The Uncanny Consistency of Covid-19 Age-Based Fatality Data

There’s a deep underlying consistency in Covid-19 age-based fatality data — but you have to do some math to see it

Steve McConnell
Towards Data Science
10 min readJul 24, 2020

--

You are probably aware that Covid-19 is deadlier for older people than for younger people. Reporting of that general pattern has been consistent, but the specifics have varied wildly: for people over 80 years old, South Korea has reported a 7% fatality rate, China 15%, Spain 21%, and Sweden 36%.

How can there be so much difference in fatality rates?

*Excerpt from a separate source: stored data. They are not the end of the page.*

//! Two-player tag: bounce around the arena, touch to pass "it" along
//!
//! Whoever is "it" when the round timer runs out loses.

use glam::Vec2;
use rand::{Rng, SeedableRng};
use rand_pcg::Pcg32;
use serde::Serialize;

use crate::consts::{BALL_RADIUS, FRAME_RATE};
use crate::settings::Tuning;
use crate::sim::{
    Body, BodyEvent, Playfield, TerrainMask, resolve_ball_contact, settle_after_contact, step,
};

/// Starting points for player 1 and player 2
pub const SPAWNS: [Vec2; 2] = [Vec2::new(20.0, 228.0), Vec2::new(235.0, 228.0)];
pub const JUMP_SPEED: f32 = 2.5;
/// Jumps available before touching a wall again
pub const MAX_JUMPS: u8 = 2;
pub const DIVE_SPEED: f32 = 1.0;
pub const STEER_ACCEL: f32 = 0.12 / 1.18;
pub const GRAVITY: f32 = 0.1;
pub const ROUND_SECONDS: u64 = 50;

/// One player's buttons for a frame
#[derive(Debug, Clone, Copy, Default)]
pub struct PlayerInput {
    /// Pressed this frame
    pub jump: bool,
    /// Held
    pub down: bool,
    pub left: bool,
    pub right: bool,
    pub reset: bool,
}

/// What the host should react to
#[derive(Debug, Clone, Copy, PartialEq, Eq, Serialize)]
pub enum TagEvent {
    /// The balls touched; `tagger` is now "it"
    Tagged { tagger: usize },
    /// Time is up
    RoundOver { loser: usize },
}

#[derive(Debug, Clone, Serialize)]
pub struct Player {
    pub ball: Body,
    pub jumps: u8,
}

/// A round of tag
#[derive(Debug, Clone, Serialize)]
pub struct TagMatch {
    pub players: [Player; 2],
    pub field: Playfield,
    /// Index of the player who is "it"
    pub tagger: usize,
    pub elapsed_ticks: u64,
    pub round_ticks: u64,
    pub game_over: bool,
    pub seed: u64,
}

impl TagMatch {
    /// New round; the first tagger is drawn from `seed`
    pub fn new(seed: u64, tuning: Tuning) -> Self {
        let mut rng = Pcg32::seed_from_u64(seed);
        let tagger = rng.random_range(0..2);
        let players = [0, 1].map(|i| Player {
            ball: Body::new(i as u32 + 1, SPAWNS[i], BALL_RADIUS, tuning.clone()),
            jumps: MAX_JUMPS,
        });
        log::info!("Tag round starts, player {} is it", tagger + 1);
        Self {
            players,
            field: Playfield::default(),
            tagger,
            elapsed_ticks: 0,
            round_ticks: ROUND_SECONDS * FRAME_RATE as u64,
            game_over: false,
            seed,
        }
    }

    /// Seconds left on the clock
    pub fn remaining_seconds(&self) -> f32 {
        self.round_ticks.saturating_sub(self.elapsed_ticks) as f32 / FRAME_RATE as f32
    }

    /// Advance one frame
    pub fn tick<M: TerrainMask + ?Sized>(
        &mut self,
        mask: &M,
        inputs: &[PlayerInput; 2],
    ) -> Vec<TagEvent> {
        let mut events = Vec::new();

        // Each ball's own movement and wall bounces come first
        for (player, input) in self.players.iter_mut().zip(inputs) {
            controls(player, input);
            let body_events = step(&mut player.ball, mask, &self.field);
            if body_events
                .iter()
                .any(|e| matches!(e, BodyEvent::WallBounce { .. }))
            {
                player.jumps = MAX_JUMPS;
            }
            if !input.jump {
                player.ball.push(Vec2::new(0.0, GRAVITY));
            }
        }

        // Then ball-vs-ball, then the wall re-check it may require
        let [first, second] = &mut self.players;
        if !self.game_over {
            let bounce = first.ball.tuning.contact_bounce;
            if resolve_ball_contact(&mut first.ball, &mut second.ball, mask, bounce) {
                self.tagger = 1 - self.tagger;
                log::info!("Tag! Player {} is it", self.tagger + 1);
                events.push(TagEvent::Tagged {
                    tagger: self.tagger,
                });
            }
        }
        for player in [first, second] {
            if settle_after_contact(&mut player.ball, mask) {
                player.jumps = MAX_JUMPS;
            }
        }

        self.elapsed_ticks += 1;
        if !self.game_over && self.elapsed_ticks > self.round_ticks {
            self.game_over = true;
            log::info!("Round over, player {} lost", self.tagger + 1);
            events.push(TagEvent::RoundOver {
                loser: self.tagger,
            });
        }
        events
    }
}

fn controls(player: &mut Player, input: &PlayerInput) {
    let ball = &mut player.ball;
    if input.jump && player.jumps > 0 {
        ball.push(Vec2::new(0.0, -JUMP_SPEED));
        player.jumps -= 1;
    }
    if input.down {
        ball.push(Vec2::new(0.0, DIVE_SPEED));
    }
    if input.left {
        ball.push(Vec2::new(-STEER_ACCEL, 0.0));
    }
    if input.right {
        ball.push(Vec2::new(STEER_ACCEL, 0.0));
    }
    if input.reset {
        ball.pos = ball.spawn;
        ball.stop();
    }
}

#[cfg(test)]
mod tests {
    use super::*;
    use crate::sim::{PixelMask, TerrainCode};

    fn idle() -> [PlayerInput; 2] {
        [PlayerInput::default(); 2]
    }

    #[test]
    fn test_seed_picks_tagger_deterministically() {
        let a = TagMatch::new(7, Tuning::tag());
        let b = TagMatch::new(7, Tuning::tag());
        assert_eq!(a.tagger, b.tagger);
        assert!(a.tagger < 2);
    }

    #[test]
    fn test_touch_passes_tag() {
        let mask = PixelMask::new(256, 256);
        let mut game = TagMatch::new(1, Tuning::tag());
        game.players[0].ball.pos = Vec2::new(100.0, 100.0);
        game.players[1].ball.pos = Vec2::new(106.0, 100.0);
        let before = game.tagger;

        let events = game.tick(&mask, &idle());
        assert_eq!(events, vec![TagEvent::Tagged { tagger: 1 - before }]);
        assert_eq!(game.tagger, 1 - before);
        let gap = (game.players[0].ball.pos - game.players[1].ball.pos).length();
        assert!((gap - 8.0).abs() < 1e-3);
    }

    #[test]
    fn test_jumps_are_limited_and_refilled_by_walls() {
        let mask = PixelMask::new(256, 256);
        let mut game = TagMatch::new(3, Tuning::tag());
        game.players[0].ball.pos = Vec2::new(60.0, 120.0);
        let jump = [
            PlayerInput {
                jump: true,
                ..Default::default()
            },
            PlayerInput::default(),
        ];

        game.tick(&mask, &jump);
        game.tick(&mask, &jump);
        assert_eq!(game.players[0].jumps, 0);
        let vy = game.players[0].ball.vel.y;
        game.tick(&mask, &jump);
        assert_eq!(game.players[0].jumps, 0);
        // Third press adds nothing beyond damping
        assert!(game.players[0].ball.vel.y >= vy);

        // Drop the ball onto a floor: the bounce gives the jumps back
        let mut floor = PixelMask::new(256, 256);
        floor.fill_rect(0, 200, 256, 56, TerrainCode::Wall);
        game.players[0].ball.pos = Vec2::new(60.0, 194.0);
        game.players[0].ball.apply_impulse(Vec2::new(0.0, 3.0));
        game.tick(&floor, &idle());
        assert_eq!(game.players[0].jumps, MAX_JUMPS);
    }

    #[test]
    fn test_wall_settle_refills_jumps() {
        let mut mask = PixelMask::new(256, 256);
        mask.fill_rect(0, 100, 256, 10, TerrainCode::Wall);
        let mut game = TagMatch::new(5, Tuning::tag());
        game.players[0].ball.pos = Vec2::new(60.0, 104.0);
        game.players[0].jumps = 0;

        game.tick(&mask, &idle());
        assert_eq!(game.players[0].jumps, MAX_JUMPS);
    }

    #[test]
    fn test_round_ends_with_tagger_losing() {
        let mask = PixelMask::walled(256, 256, 4);
        let mut game = TagMatch::new(11, Tuning::tag());
        game.round_ticks = 10;
        let mut over = Vec::new();
        for _ in 0..12 {
            over.extend(
                game.tick(&mask, &idle())
                    .into_iter()
                    .filter(|e| matches!(e, TagEvent::RoundOver { .. })),
            );
        }
        assert_eq!(over, vec![TagEvent::RoundOver { loser: game.tagger }]);
        assert!(game.game_over);
        assert_eq!(game.remaining_seconds(), 0.0);
    }
}
//! Minigame rules built on the simulation core
//!
//! Each game owns its bodies and scoring, and takes the frame's mask and
//! input as arguments; rendering stays with the host.

pub mod golf;
pub mod tag;

pub use golf::{Banner, GolfGame, GolfInput};
pub use tag::{PlayerInput, TagEvent, TagMatch};
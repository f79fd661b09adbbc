//! Moving bodies and the playfield they live in

use glam::Vec2;
use serde::{Deserialize, Serialize};

use super::probe::ProbeRing;
use super::terrain::TerrainMask;
use crate::consts::SCREEN_SIZE;
use crate::settings::Tuning;

/// Body lifecycle
#[derive(Debug, Clone, Copy, PartialEq, Eq, Serialize, Deserialize)]
pub enum BodyState {
    /// At rest, waiting for an impulse
    Idle,
    /// Moving; `step` resolves collisions every frame
    Moving,
    /// Being snapped back to spawn (only seen mid-reset)
    Resetting,
}

/// Movement axis, for per-axis wall bounces
#[derive(Debug, Clone, Copy, PartialEq, Eq, Serialize, Deserialize)]
pub enum Axis {
    X,
    Y,
}

/// Why a body was sent back to spawn
#[derive(Debug, Clone, Copy, PartialEq, Eq, Serialize, Deserialize)]
pub enum ResetCause {
    Goal,
    OutOfBounds,
}

/// Things that happened to a body during one step
#[derive(Debug, Clone, Copy, PartialEq, Eq, Serialize, Deserialize)]
pub enum BodyEvent {
    WallBounce { axis: Axis },
    Decelerated,
    Boosted,
    /// Hit a dead-stop pixel and was put back where the step began
    Hazard,
    /// Speed decayed below the stop threshold
    Stopped,
    Reset { cause: ResetCause },
}

/// Axis-aligned rectangle a body must stay inside (edges inclusive)
#[derive(Debug, Clone, Copy, PartialEq, Serialize, Deserialize)]
pub struct Playfield {
    pub min: Vec2,
    pub max: Vec2,
}

impl Default for Playfield {
    fn default() -> Self {
        Self::screen(SCREEN_SIZE, SCREEN_SIZE)
    }
}

impl Playfield {
    /// Screen-sized field anchored at the origin
    pub fn screen(width: f32, height: f32) -> Self {
        Self {
            min: Vec2::ZERO,
            max: Vec2::new(width, height),
        }
    }

    #[inline]
    pub fn contains(&self, p: Vec2) -> bool {
        p.x >= self.min.x && p.x <= self.max.x && p.y >= self.min.y && p.y <= self.max.y
    }
}

/// A ball: a point with a circular footprint probed against the mask
#[derive(Debug, Clone, Serialize)]
pub struct Body {
    pub id: u32,
    /// Center of the footprint
    pub pos: Vec2,
    /// Displacement per frame
    pub vel: Vec2,
    /// Where resets put the body back
    pub spawn: Vec2,
    pub state: BodyState,
    /// Times sent back to spawn
    pub resets: u32,
    pub tuning: Tuning,
    #[serde(skip)]
    ring: ProbeRing,
}

impl Body {
    pub fn new(id: u32, spawn: Vec2, radius: f32, tuning: Tuning) -> Self {
        let tuning = tuning.sanitized();
        Self {
            id,
            pos: spawn,
            vel: Vec2::ZERO,
            spawn,
            state: BodyState::Idle,
            resets: 0,
            ring: ProbeRing::new(radius, tuning.sample_count),
            tuning,
        }
    }

    #[inline]
    pub fn radius(&self) -> f32 {
        self.ring.radius()
    }

    #[inline]
    pub fn ring(&self) -> &ProbeRing {
        &self.ring
    }

    /// True once the body has come to rest
    #[inline]
    pub fn is_resting(&self) -> bool {
        self.state == BodyState::Idle
    }

    /// Set the velocity outright and start moving (a shot)
    pub fn apply_impulse(&mut self, velocity: Vec2) {
        self.vel = velocity;
        self.state = BodyState::Moving;
    }

    /// Add to the velocity (steering, gravity) and wake the body if needed
    pub fn push(&mut self, delta: Vec2) {
        self.vel += delta;
        if self.vel != Vec2::ZERO {
            self.state = BodyState::Moving;
        }
    }

    /// Halt in place
    pub fn stop(&mut self) {
        self.vel = Vec2::ZERO;
        self.state = BodyState::Idle;
    }

    /// Snap back to spawn, counting exactly one reset
    pub fn reset(&mut self, cause: ResetCause) -> BodyEvent {
        self.state = BodyState::Resetting;
        self.pos = self.spawn;
        self.vel = Vec2::ZERO;
        self.resets += 1;
        self.state = BodyState::Idle;
        log::info!("Body {} reset ({:?}), {} resets", self.id, cause, self.resets);
        BodyEvent::Reset { cause }
    }

    /// True if the footprint centered at `center` would overlap a wall
    #[inline]
    pub fn would_collide<M: TerrainMask + ?Sized>(&self, mask: &M, center: Vec2) -> bool {
        self.ring.would_collide(mask, center)
    }
}

#[cfg(test)]
mod tests {
    use super::*;

    #[test]
    fn test_new_body_is_idle_at_spawn() {
        let body = Body::new(1, Vec2::new(20.0, 228.0), 4.0, Tuning::golf());
        assert_eq!(body.pos, Vec2::new(20.0, 228.0));
        assert!(body.is_resting());
        assert_eq!(body.radius(), 4.0);
        assert_eq!(body.ring().sample_count(), 360);
    }

    #[test]
    fn test_impulse_and_reset() {
        let mut body = Body::new(1, Vec2::new(20.0, 228.0), 4.0, Tuning::golf());
        body.apply_impulse(Vec2::new(0.0, -3.0));
        assert_eq!(body.state, BodyState::Moving);

        body.pos = Vec2::new(100.0, 100.0);
        let event = body.reset(ResetCause::OutOfBounds);
        assert_eq!(
            event,
            BodyEvent::Reset {
                cause: ResetCause::OutOfBounds
            }
        );
        assert_eq!(body.pos, body.spawn);
        assert_eq!(body.vel, Vec2::ZERO);
        assert_eq!(body.resets, 1);
        assert!(body.is_resting());
    }

    #[test]
    fn test_push_wakes_body() {
        let mut body = Body::new(1, Vec2::new(50.0, 50.0), 4.0, Tuning::tag());
        body.push(Vec2::ZERO);
        assert!(body.is_resting());
        body.push(Vec2::new(0.0, 0.1));
        assert_eq!(body.state, BodyState::Moving);
    }

    #[test]
    fn test_playfield_edges_inclusive() {
        let field = Playfield::default();
        assert!(field.contains(Vec2::new(0.0, 256.0)));
        assert!(!field.contains(Vec2::new(-0.01, 10.0)));
        assert!(!field.contains(Vec2::new(10.0, 256.5)));
    }
}
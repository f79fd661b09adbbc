//! Collision response: reflections, wall escape, ball-vs-ball contact
//!
//! Two response paths exist side by side. Continuous wall sliding is handled
//! per axis inside `tick::step`. Discrete impacts (a resting ball stuck in a
//! wall, two balls meeting, a ball shoved into a wall by another) use the
//! estimated surface normal and the reflection helpers here.

use glam::Vec2;

use super::state::{Body, BodyState};
use super::surface::{FALLBACK_NORMAL, estimate_surface};
use super::terrain::TerrainMask;
use crate::heading;

/// Reflect velocity off a surface
///
/// Standard reflection: v' = v - 2(v·n)n
#[inline]
pub fn reflect_velocity(velocity: Vec2, normal: Vec2) -> Vec2 {
    velocity - 2.0 * velocity.dot(normal) * normal
}

/// Reflect and scale by the bounce factor (1.0 = elastic)
///
/// Non-finite results collapse to zero so a bad input can't poison the body.
pub fn reflect_with_bounce(velocity: Vec2, normal: Vec2, bounce_factor: f32) -> Vec2 {
    let reflected = reflect_velocity(velocity, normal) * bounce_factor;
    if reflected.is_finite() {
        reflected
    } else {
        Vec2::ZERO
    }
}

/// Which way a stuck, resting ball is pushed
#[derive(Debug, Clone, Copy, PartialEq)]
pub enum NudgeDirection {
    /// Opposite the aim arrow, in degrees (golf: back along the shot line)
    AwayFromAim(f32),
    /// Along the wall normal estimated at each attempt
    SurfaceNormal,
}

/// Result of a resting nudge
#[derive(Debug, Clone, Copy, PartialEq, Eq)]
pub enum NudgeOutcome {
    /// Nothing to do (moving, or not touching a wall)
    Clear,
    /// Pushed free after this many steps
    Escaped { attempts: u32 },
    /// Still touching a wall after the attempt bound; left where it is
    Stuck { attempts: u32 },
}

/// Push a resting ball out of a wall in small, bounded steps
pub fn resting_nudge<M: TerrainMask + ?Sized>(
    body: &mut Body,
    mask: &M,
    direction: NudgeDirection,
) -> NudgeOutcome {
    if !body.is_resting() || !body.would_collide(mask, body.pos) {
        return NudgeOutcome::Clear;
    }

    let step = body.tuning.nudge_step;
    let max_attempts = body.tuning.nudge_attempts;
    let mut attempts = 0;

    while attempts < max_attempts {
        if !body.would_collide(mask, body.pos) {
            break;
        }
        let dir = match direction {
            NudgeDirection::AwayFromAim(degrees) => heading(degrees + 180.0),
            NudgeDirection::SurfaceNormal => estimate_surface(body.ring(), mask, body.pos).normal,
        };
        body.pos += dir * step;
        attempts += 1;
    }

    if body.would_collide(mask, body.pos) {
        log::warn!(
            "Body {} still in a wall after {} nudges at ({:.1}, {:.1})",
            body.id,
            attempts,
            body.pos.x,
            body.pos.y
        );
        NudgeOutcome::Stuck { attempts }
    } else {
        log::debug!("Body {} nudged clear in {} steps", body.id, attempts);
        NudgeOutcome::Escaped { attempts }
    }
}

/// Resolve overlap between two balls (equal mass)
///
/// Each ball is pushed half the overlap apart along the line between the
/// centers, unless that push would put it into a wall. Velocity is then
/// exchanged along the same line, scaled by `contact_bounce`. Coincident
/// centers separate along the fallback normal. Returns true on contact.
pub fn resolve_ball_contact<M: TerrainMask + ?Sized>(
    a: &mut Body,
    b: &mut Body,
    mask: &M,
    contact_bounce: f32,
) -> bool {
    let delta = a.pos - b.pos;
    let distance = delta.length();
    let min_distance = a.radius() + b.radius();

    if distance >= min_distance {
        return false;
    }

    let normal = if distance > 0.0 {
        delta / distance
    } else {
        FALLBACK_NORMAL
    };
    let separation = (min_distance - distance) / 2.0;

    let new_a = a.pos + normal * separation;
    let new_b = b.pos - normal * separation;
    if !a.would_collide(mask, new_a) {
        a.pos = new_a;
    }
    if !b.would_collide(mask, new_b) {
        b.pos = new_b;
    }

    // Equal masses: impulse = 2 * (dv·n) / 2
    let impulse = (a.vel - b.vel).dot(normal);
    let exchange = normal * impulse * contact_bounce;
    a.vel -= exchange;
    b.vel += exchange;

    for body in [&mut *a, &mut *b] {
        if body.vel != Vec2::ZERO {
            body.state = BodyState::Moving;
        }
    }

    log::debug!(
        "Contact between {} and {}: overlap {:.2}, impulse {:.3}",
        a.id,
        b.id,
        min_distance - distance,
        impulse
    );
    true
}

/// Wall re-check after a contact shoved a ball around
///
/// If the ball now overlaps a wall it steps back a fraction of its velocity
/// and reflects off the estimated surface, losing `settle_bounce` of its
/// speed. Returns true if it had to settle.
pub fn settle_after_contact<M: TerrainMask + ?Sized>(body: &mut Body, mask: &M) -> bool {
    if !body.would_collide(mask, body.pos) {
        return false;
    }
    body.pos -= body.vel * body.tuning.settle_backstep;
    let contact = estimate_surface(body.ring(), mask, body.pos);
    body.vel = reflect_with_bounce(body.vel, contact.normal, body.tuning.settle_bounce);
    true
}
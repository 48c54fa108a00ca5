//! Error types for the Beacon agent.

use std::time::Duration;

use thiserror::Error;

/// Result type alias for Beacon operations.
pub type BeaconResult<T> = Result<T, BeaconError>;

/// Errors surfaced by the agent and its collaborators.
///
/// Only [`BeaconError::Identity`] ends a monitoring session; every other
/// variant travels upward inside a `ResultEvent` or a failed sample.
#[derive(Debug, Error)]
pub enum BeaconError {
    #[error("identity generation failed: {0}")]
    Identity(String),

    #[error("health probe failed: {0}")]
    Probe(String),

    #[error("status delivery failed: {0}")]
    Delivery(String),

    #[error("invalid configuration: {0}")]
    Config(String),

    #[error("deadline of {0:?} elapsed")]
    DeadlineElapsed(Duration),

    #[error("operation cancelled")]
    Cancelled,

    #[error("background task failed: {0}")]
    Task(String),
}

I wanted to understand the real difference in age-based fatality from Covid-19. As I investigated, I found that data from US states and other countries shows a remarkable consistency in the effect of age on fatality. But you have to look at the data the right way to see the consistency.

Photo by Sergiu Vălenaș on Unsplash

The Short Version, for People Who Aren’t Interested in Math

While the absolute fatality rates reported as percentages vary significantly, the ratios of fatality rates from one age band to another are extremely consistent.

Applying the overall infection fatality rate (IFR) I described in a previous article, you end up with the age-based fatality rates shown in this table.

Table A — Age-based infection fatality rates (IFRs) for Covid-19 (95% confidence ranges).

Because the age-related ratios are so consistent, there’s little variability in the fatality rates for each age band, even when you allow for variability in the overall fatality rate (the 0.4%, 0.5%, and 0.6% numbers at the bottom of the table). This allows people to accurately determine their personal risk levels and the risk levels of other people they care about.

The fatality risk to people age 80+ is 100 times as high as to ages 30–39, 200 times as high as to ages 20–29, and 400 times as high as to ages 0–19.

The Long Version — With Lots of Math

To understand age-based fatality, I needed data on both the number of positive tests by age and the number of fatalities by age.

New York has logged the most Covid-19 deaths of any state by a wide margin. To get the most reliable data on age-based fatality rates, I initially wanted to use the state with the largest numbers.

New York publishes the number of fatalities by age, but unfortunately, it does not publish the number of positive tests by age. So I had to look elsewhere.

Small States to the Rescue

I searched for states that had published both the numbers of positive tests and fatalities by age. I reviewed the Covid-19 websites of all 50 states and the District of Columbia — which was a frustrating exercise. Many states publish age data on fatality, but not positive tests. Many publish age data on tests, but not fatality. A couple publish both, but use age bands that are misaligned with the 10-year age bands used by other states and countries (e.g., California uses age bands of 0–4, 5–17, 18–34, 35–49 rather than 0–19, 20–29, 30–39, 40–49).

Ten states publish both positive test data and fatality data by age, with meaningful age bands.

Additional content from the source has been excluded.